PROBLEM REQUIREMENTS:
Would you please write out each entry that follows, exactly as written?

BEGIN EXERCISE DATA

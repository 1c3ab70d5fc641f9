pub mod config;
pub mod logger;
pub mod registry;
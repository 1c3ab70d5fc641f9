use crate::constants::network;
use crate::errors::BridgeError;
use crate::managers::api::resolve::{RequestBody, ResolvedRequest};
use crate::services::logger::Logger;
use reqwest::header::{HeaderMap, HeaderName, HeaderValue};
use reqwest::Client;
use serde::Serialize;
use serde_json::Value;
use std::error::Error as _;
use std::time::{Duration, Instant};

/// Normalized outcome of one outbound call. `status_code` is 0 when no
/// response was obtained.
#[derive(Debug, Clone, PartialEq, Serialize)]
pub struct CallResult {
    pub success: bool,
    pub status_code: u16,
    #[serde(skip_serializing_if = "Option::is_none")]
    pub data: Option<Value>,
    #[serde(skip_serializing_if = "Option::is_none")]
    pub error: Option<String>,
}

impl CallResult {
    pub fn ok(status_code: u16, data: Value) -> Self {
        Self {
            success: true,
            status_code,
            data: Some(data),
            error: None,
        }
    }

    pub fn transport_failure(message: impl std::fmt::Display) -> Self {
        Self {
            success: false,
            status_code: 0,
            data: None,
            error: Some(format!("Request failed: {}", message)),
        }
    }

    pub fn http_failure(status_code: u16, message: impl std::fmt::Display) -> Self {
        Self {
            success: false,
            status_code,
            data: None,
            error: Some(format!("HTTP error: {}", message)),
        }
    }
}

/// Shared outbound client. Cloning is cheap and clones share one connection pool.
#[derive(Debug, Clone)]
pub struct HttpExecutor {
    logger: Logger,
    client: Client,
    timeout: Duration,
}

impl HttpExecutor {
    pub fn new(logger: Logger) -> Result<Self, BridgeError> {
        Self::with_timeout(
            logger,
            Duration::from_millis(network::TIMEOUT_API_REQUEST_MS),
        )
    }

    pub fn with_timeout(logger: Logger, timeout: Duration) -> Result<Self, BridgeError> {
        let client = Client::builder()
            .timeout(timeout)
            .redirect(reqwest::redirect::Policy::limited(network::MAX_REDIRECTS))
            .user_agent(network::USER_AGENT)
            .build()
            .map_err(|err| {
                BridgeError::Config(format!("Failed to build HTTP client: {}", err))
            })?;
        Ok(Self {
            logger: logger.child("http"),
            client,
            timeout,
        })
    }

    /// Issues the request. Transport and status failures come back as data;
    /// only an unbuildable request is an `Err`.
    pub async fn execute(&self, request: &ResolvedRequest) -> Result<CallResult, BridgeError> {
        let mut builder = self
            .client
            .request(request.method.clone(), request.url_with_query())
            .headers(headers_to_headermap(request)?);
        builder = match &request.body {
            Some(RequestBody::Json(value)) => builder.json(value),
            Some(RequestBody::Form(fields)) => {
                let encoded = serde_urlencoded::to_string(fields).map_err(|err| {
                    BridgeError::InvalidArguments(format!("data could not be form-encoded: {}", err))
                })?;
                builder.body(encoded)
            }
            Some(RequestBody::Text(text)) => builder.body(text.clone()),
            None => builder,
        };

        let started = Instant::now();
        let meta = |status: u16| {
            serde_json::json!({
                "api": request.api_name,
                "endpoint": request.endpoint_name,
                "method": request.method.as_str(),
                "status": status,
                "duration_ms": started.elapsed().as_millis() as u64,
            })
        };

        let response = match builder.send().await {
            Ok(response) => response,
            Err(err) => {
                self.logger.warn("HTTP request failed", Some(&meta(0)));
                return Ok(CallResult::transport_failure(describe_transport_error(
                    &err,
                    self.timeout,
                )));
            }
        };

        let status = response.status().as_u16();
        if let Err(err) = response.error_for_status_ref() {
            self.logger.warn("HTTP error status", Some(&meta(status)));
            return Ok(CallResult::http_failure(status, err));
        }

        let text = match response.text().await {
            Ok(text) => text,
            Err(err) => {
                self.logger.warn("HTTP body read failed", Some(&meta(status)));
                return Ok(CallResult::transport_failure(describe_transport_error(
                    &err,
                    self.timeout,
                )));
            }
        };
        self.logger.debug("HTTP request completed", Some(&meta(status)));
        Ok(CallResult::ok(status, parse_body(text)))
    }
}

/// JSON when the body parses as JSON, otherwise the raw text.
pub fn parse_body(text: String) -> Value {
    match serde_json::from_str::<Value>(&text) {
        Ok(value) => value,
        Err(_) => Value::String(text),
    }
}

fn describe_transport_error(err: &reqwest::Error, timeout: Duration) -> String {
    if err.is_timeout() {
        return format!("request timed out after {}s", timeout.as_secs_f64());
    }
    let mut message = err.to_string();
    let mut source = err.source();
    while let Some(cause) = source {
        let text = cause.to_string();
        if !message.contains(&text) {
            message.push_str(": ");
            message.push_str(&text);
        }
        source = cause.source();
    }
    message
}

fn headers_to_headermap(request: &ResolvedRequest) -> Result<HeaderMap, BridgeError> {
    let mut map = HeaderMap::new();
    for (key, value) in &request.headers {
        let name = HeaderName::from_bytes(key.as_bytes())
            .map_err(|_| BridgeError::InvalidRequest(format!("Invalid header name: {}", key)))?;
        let val = HeaderValue::from_str(value).map_err(|_| {
            BridgeError::InvalidRequest(format!("Invalid value for header {}", key))
        })?;
        map.insert(name, val);
    }
    Ok(map)
}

END EXERCISE DATA

FINISHED TASK:
repository 1c3ab70d5fc641f9
pub mod config;
pub mod logger;
pub mod registry;
repository 1c3ab70d5fc641f9
use crate::constants::network;
use crate::errors::BridgeError;
use crate::managers::api::resolve::{RequestBody, ResolvedRequest};
use crate::services::logger::Logger;
use reqwest::header::{HeaderMap, HeaderName, HeaderValue};
use reqwest::Client;
use serde::Serialize;
use serde_json::Value;
use std::error::Error as _;
use std::time::{Duration, Instant};

/// Normalized outcome of one outbound call. `status_code` is 0 when no
/// response was obtained.
#[derive(Debug, Clone, PartialEq, Serialize)]
pub struct CallResult {
    pub success: bool,
    pub status_code: u16,
    #[serde(skip_serializing_if = "Option::is_none")]
    pub data: Option<Value>,
    #[serde(skip_serializing_if = "Option::is_none")]
    pub error: Option<String>,
}

impl CallResult {
    pub fn ok(status_code: u16, data: Value) -> Self {
        Self {
            success: true,
            status_code,
            data: Some(data),
            error: None,
        }
    }

    pub fn transport_failure(message: impl std::fmt::Display) -> Self {
        Self {
            success: false,
            status_code: 0,
            data: None,
            error: Some(format!("Request failed: {}", message)),
        }
    }

    pub fn http_failure(status_code: u16, message: impl std::fmt::Display) -> Self {
        Self {
            success: false,
            status_code,
            data: None,
            error: Some(format!("HTTP error: {}", message)),
        }
    }
}

/// Shared outbound client. Cloning is cheap and clones share one connection pool.
#[derive(Debug, Clone)]
pub struct HttpExecutor {
    logger: Logger,
    client: Client,
    timeout: Duration,
}

impl HttpExecutor {
    pub fn new(logger: Logger) -> Result<Self, BridgeError> {
        Self::with_timeout(
            logger,
            Duration::from_millis(network::TIMEOUT_API_REQUEST_MS),
        )
    }

    pub fn with_timeout(logger: Logger, timeout: Duration) -> Result<Self, BridgeError> {
        let client = Client::builder()
            .timeout(timeout)
            .redirect(reqwest::redirect::Policy::limited(network::MAX_REDIRECTS))
            .user_agent(network::USER_AGENT)
            .build()
            .map_err(|err| {
                BridgeError::Config(format!("Failed to build HTTP client: {}", err))
            })?;
        Ok(Self {
            logger: logger.child("http"),
            client,
            timeout,
        })
    }

    /// Issues the request. Transport and status failures come back as data;
    /// only an unbuildable request is an `Err`.
    pub async fn execute(&self, request: &ResolvedRequest) -> Result<CallResult, BridgeError> {
        let mut builder = self
            .client
            .request(request.method.clone(), request.url_with_query())
            .headers(headers_to_headermap(request)?);
        builder = match &request.body {
            Some(RequestBody::Json(value)) => builder.json(value),
            Some(RequestBody::Form(fields)) => {
                let encoded = serde_urlencoded::to_string(fields).map_err(|err| {
                    BridgeError::InvalidArguments(format!("data could not be form-encoded: {}", err))
                })?;
                builder.body(encoded)
            }
            Some(RequestBody::Text(text)) => builder.body(text.clone()),
            None => builder,
        };

        let started = Instant::now();
        let meta = |status: u16| {
            serde_json::json!({
                "api": request.api_name,
                "endpoint": request.endpoint_name,
                "method": request.method.as_str(),
                "status": status,
                "duration_ms": started.elapsed().as_millis() as u64,
            })
        };

        let response = match builder.send().await {
            Ok(response) => response,
            Err(err) => {
                self.logger.warn("HTTP request failed", Some(&meta(0)));
                return Ok(CallResult::transport_failure(describe_transport_error(
                    &err,
                    self.timeout,
                )));
            }
        };

        let status = response.status().as_u16();
        if let Err(err) = response.error_for_status_ref() {
            self.logger.warn("HTTP error status", Some(&meta(status)));
            return Ok(CallResult::http_failure(status, err));
        }

        let text = match response.text().await {
            Ok(text) => text,
            Err(err) => {
                self.logger.warn("HTTP body read failed", Some(&meta(status)));
                return Ok(CallResult::transport_failure(describe_transport_error(
                    &err,
                    self.timeout,
                )));
            }
        };
        self.logger.debug("HTTP request completed", Some(&meta(status)));
        Ok(CallResult::ok(status, parse_body(text)))
    }
}

/// JSON when the body parses as JSON, otherwise the raw text.
pub fn parse_body(text: String) -> Value {
    match serde_json::from_str::<Value>(&text) {
        Ok(value) => value,
        Err(_) => Value::String(text),
    }
}

fn describe_transport_error(err: &reqwest::Error, timeout: Duration) -> String {
    if err.is_timeout() {
        return format!("request timed out after {}s", timeout.as_secs_f64());
    }
    let mut message = err.to_string();
    let mut source = err.source();
    while let Some(cause) = source {
        let text = cause.to_string();
        if !message.contains(&text) {
            message.push_str(": ");
            message.push_str(&text);
        }
        source = cause.source();
    }
    message
}

fn headers_to_headermap(request: &ResolvedRequest) -> Result<HeaderMap, BridgeError> {
    let mut map = HeaderMap::new();
    for (key, value) in &request.headers {
        let name = HeaderName::from_bytes(key.as_bytes())
            .map_err(|_| BridgeError::InvalidRequest(format!("Invalid header name: {}", key)))?;
        let val = HeaderValue::from_str(value).map_err(|_| {
            BridgeError::InvalidRequest(format!("Invalid value for header {}", key))
        })?;
        map.insert(name, val);
    }
    Ok(map)
}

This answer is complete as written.